▸ Work instruction:
Within the records that follow, find every line containing the string "orange". Copy those lines.

▸ Material provided:
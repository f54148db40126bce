use ratatui::style::Color;

use crate::model::{Category, Priority, Status, UiConfig};

/// Parsed color theme for the TUI
#[derive(Debug, Clone)]
pub struct Theme {
    pub background: Color,
    pub text: Color,
    pub text_bright: Color,
    pub highlight: Color,
    pub dim: Color,
    pub red: Color,
    pub orange: Color,
    pub yellow: Color,
    pub green: Color,
    pub cyan: Color,
    pub purple: Color,
    pub blue: Color,
    pub selection_bg: Color,
    pub search_match_bg: Color,
    pub search_match_fg: Color,
}

impl Default for Theme {
    fn default() -> Self {
        Theme {
            background: Color::Rgb(0x0C, 0x00, 0x1B),
            text: Color::Rgb(0xB0, 0xAA, 0xFF),
            text_bright: Color::Rgb(0xFF, 0xFF, 0xFF),
            highlight: Color::Rgb(0xFB, 0x41, 0x96),
            dim: Color::Rgb(0x7D, 0x78, 0xBF),
            red: Color::Rgb(0xFF, 0x44, 0x44),
            orange: Color::Rgb(0xFF, 0x99, 0x33),
            yellow: Color::Rgb(0xFF, 0xD7, 0x00),
            green: Color::Rgb(0x44, 0xFF, 0x88),
            cyan: Color::Rgb(0x44, 0xDD, 0xFF),
            purple: Color::Rgb(0xCC, 0x66, 0xFF),
            blue: Color::Rgb(0x44, 0x88, 0xFF),
            selection_bg: Color::Rgb(0x3D, 0x14, 0x38),
            search_match_bg: Color::Rgb(0x40, 0xE0, 0xD0),
            search_match_fg: Color::Rgb(0x0C, 0x00, 0x1B),
        }
    }
}

/// Parse a hex color string like "#FF4444" into an RGB Color
fn parse_hex_color(hex: &str) -> Option<Color> {
    let hex = hex.strip_prefix('#')?;
    if hex.len() != 6 || !hex.is_ascii() {
        return None;
    }
    let r = u8::from_str_radix(&hex[0..2], 16).ok()?;
    let g = u8::from_str_radix(&hex[2..4], 16).ok()?;
    let b = u8::from_str_radix(&hex[4..6], 16).ok()?;
    Some(Color::Rgb(r, g, b))
}

impl Theme {
    /// Create a theme from `[ui.colors]`, falling back to defaults
    pub fn from_config(ui: &UiConfig) -> Self {
        let mut theme = Theme::default();
        for (key, value) in &ui.colors {
            let Some(color) = parse_hex_color(value) else {
                continue;
            };
            let slot = match key.as_str() {
                "background" => &mut theme.background,
                "text" => &mut theme.text,
                "text_bright" => &mut theme.text_bright,
                "highlight" => &mut theme.highlight,
                "dim" => &mut theme.dim,
                "red" => &mut theme.red,
                "orange" => &mut theme.orange,
                "yellow" => &mut theme.yellow,
                "green" => &mut theme.green,
                "cyan" => &mut theme.cyan,
                "purple" => &mut theme.purple,
                "blue" => &mut theme.blue,
                "selection_bg" => &mut theme.selection_bg,
                "search_match_bg" => &mut theme.search_match_bg,
                "search_match_fg" => &mut theme.search_match_fg,
                _ => continue,
            };
            *slot = color;
        }
        theme
    }

    pub fn category_color(&self, category: Category) -> Color {
        match category {
            Category::Billing => self.green,
            Category::Technical => self.blue,
            Category::Account => self.purple,
            Category::General => self.text,
            Category::Unknown => self.dim,
        }
    }

    pub fn priority_color(&self, priority: Priority) -> Color {
        match priority {
            Priority::Low => self.green,
            Priority::Medium => self.yellow,
            Priority::High => self.orange,
            Priority::Critical => self.red,
            Priority::Unknown => self.dim,
        }
    }

    pub fn status_color(&self, status: Status) -> Color {
        match status {
            Status::Open => self.cyan,
            Status::InProgress => self.highlight,
            Status::Resolved => self.green,
            Status::Closed => self.dim,
            Status::Unknown => self.dim,
        }
    }
}
use std::fs;
use std::path::{Path, PathBuf};

use crate::model::config::DeskConfig;

/// Config file looked up in the working directory when none is given
pub const DEFAULT_CONFIG_FILE: &str = "desk.toml";

/// Environment variable that overrides `api.base_url`
pub const API_URL_ENV: &str = "TICKET_DESK_API_URL";

#[derive(Debug, thiserror::Error)]
pub enum ConfigError {
    #[error("could not read {path}: {source}")]
    ReadError {
        path: PathBuf,
        source: std::io::Error,
    },
    #[error("could not parse {path}: {source}")]
    ParseError {
        path: PathBuf,
        source: toml::de::Error,
    },
}

/// Load the config. An explicit path must exist; otherwise `./desk.toml`
/// is used when present and defaults when not.
pub fn load_config(explicit: Option<&Path>) -> Result<DeskConfig, ConfigError> {
    match explicit {
        Some(path) => read_config(path),
        None => {
            let path = Path::new(DEFAULT_CONFIG_FILE);
            if path.is_file() {
                read_config(path)
            } else {
                Ok(DeskConfig::default())
            }
        }
    }
}

pub fn read_config(path: &Path) -> Result<DeskConfig, ConfigError> {
    let text = fs::read_to_string(path).map_err(|e| ConfigError::ReadError {
        path: path.to_path_buf(),
        source: e,
    })?;
    parse_config(&text).map_err(|e| ConfigError::ParseError {
        path: path.to_path_buf(),
        source: e,
    })
}

pub fn parse_config(text: &str) -> Result<DeskConfig, toml::de::Error> {
    toml::from_str(text)
}

/// Apply the base URL overrides: the env var beats the file, the
/// command-line flag beats both.
pub fn apply_overrides(config: &mut DeskConfig, env_url: Option<String>, flag_url: Option<&str>) {
    if let Some(url) = env_url.filter(|u| !u.trim().is_empty()) {
        config.api.base_url = url;
    }
    if let Some(url) = flag_url {
        config.api.base_url = url.to_string();
    }
}

#[cfg(test)]
mod tests {
    use super::*;
    use tempfile::TempDir;

    #[test]
    fn test_empty_config_uses_defaults() {
        let config = parse_config("").unwrap();
        assert_eq!(config.api.base_url, "http://localhost:8000/api");
        assert_eq!(config.api.timeout_secs, 30);
        assert_eq!(config.intake.debounce_ms, 1000);
        assert_eq!(config.intake.min_classify_chars, 20);
        assert_eq!(config.intake.notice_ms, 3000);
        assert_eq!(config.log.level, "info");
        assert!(config.log.file.is_none());
    }

    #[test]
    fn test_partial_sections() {
        let config = parse_config(
            r##"[api]
base_url = "https://desk.example.com/api"

[intake]
debounce_ms = 250

[ui]
colors = { highlight = "#FB4196" }
"##,
        )
        .unwrap();
        assert_eq!(config.api.base_url, "https://desk.example.com/api");
        assert_eq!(config.api.timeout_secs, 30);
        assert_eq!(config.intake.debounce_ms, 250);
        assert_eq!(config.intake.notice_ms, 3000);
        assert_eq!(config.ui.colors.get("highlight").map(String::as_str), Some("#FB4196"));
    }

    #[test]
    fn test_read_config_from_file() {
        let tmp = TempDir::new().unwrap();
        let path = tmp.path().join("desk.toml");
        fs::write(&path, "[log]\nlevel = \"debug\"\nfile = \"td.log\"\n").unwrap();

        let config = read_config(&path).unwrap();
        assert_eq!(config.log.level, "debug");
        assert_eq!(config.log.file.as_deref(), Some("td.log"));
    }

    #[test]
    fn test_explicit_missing_file_is_an_error() {
        let tmp = TempDir::new().unwrap();
        let path = tmp.path().join("nope.toml");
        let err = load_config(Some(&path)).unwrap_err();
        assert!(matches!(err, ConfigError::ReadError { .. }));
        assert!(err.to_string().contains("nope.toml"));
    }

    #[test]
    fn test_parse_error_names_file() {
        let tmp = TempDir::new().unwrap();
        let path = tmp.path().join("desk.toml");
        fs::write(&path, "[api\nbase_url = ").unwrap();
        let err = read_config(&path).unwrap_err();
        assert!(matches!(err, ConfigError::ParseError { .. }));
    }

    #[test]
    fn test_override_precedence() {
        let mut config = DeskConfig::default();
        apply_overrides(&mut config, Some("http://env:1/api".into()), None);
        assert_eq!(config.api.base_url, "http://env:1/api");

        apply_overrides(&mut config, Some("http://env:1/api".into()), Some("http://flag:2/api"));
        assert_eq!(config.api.base_url, "http://flag:2/api");

        let mut config = DeskConfig::default();
        apply_overrides(&mut config, Some("  ".into()), None);
        assert_eq!(config.api.base_url, "http://localhost:8000/api");
    }
}
pub mod config_io;
pub mod logging;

▸ Written answer:
    pub orange: Color,
            orange: Color::Rgb(0xFF, 0x99, 0x33),
                "orange" => &mut theme.orange,
            Priority::High => self.orange,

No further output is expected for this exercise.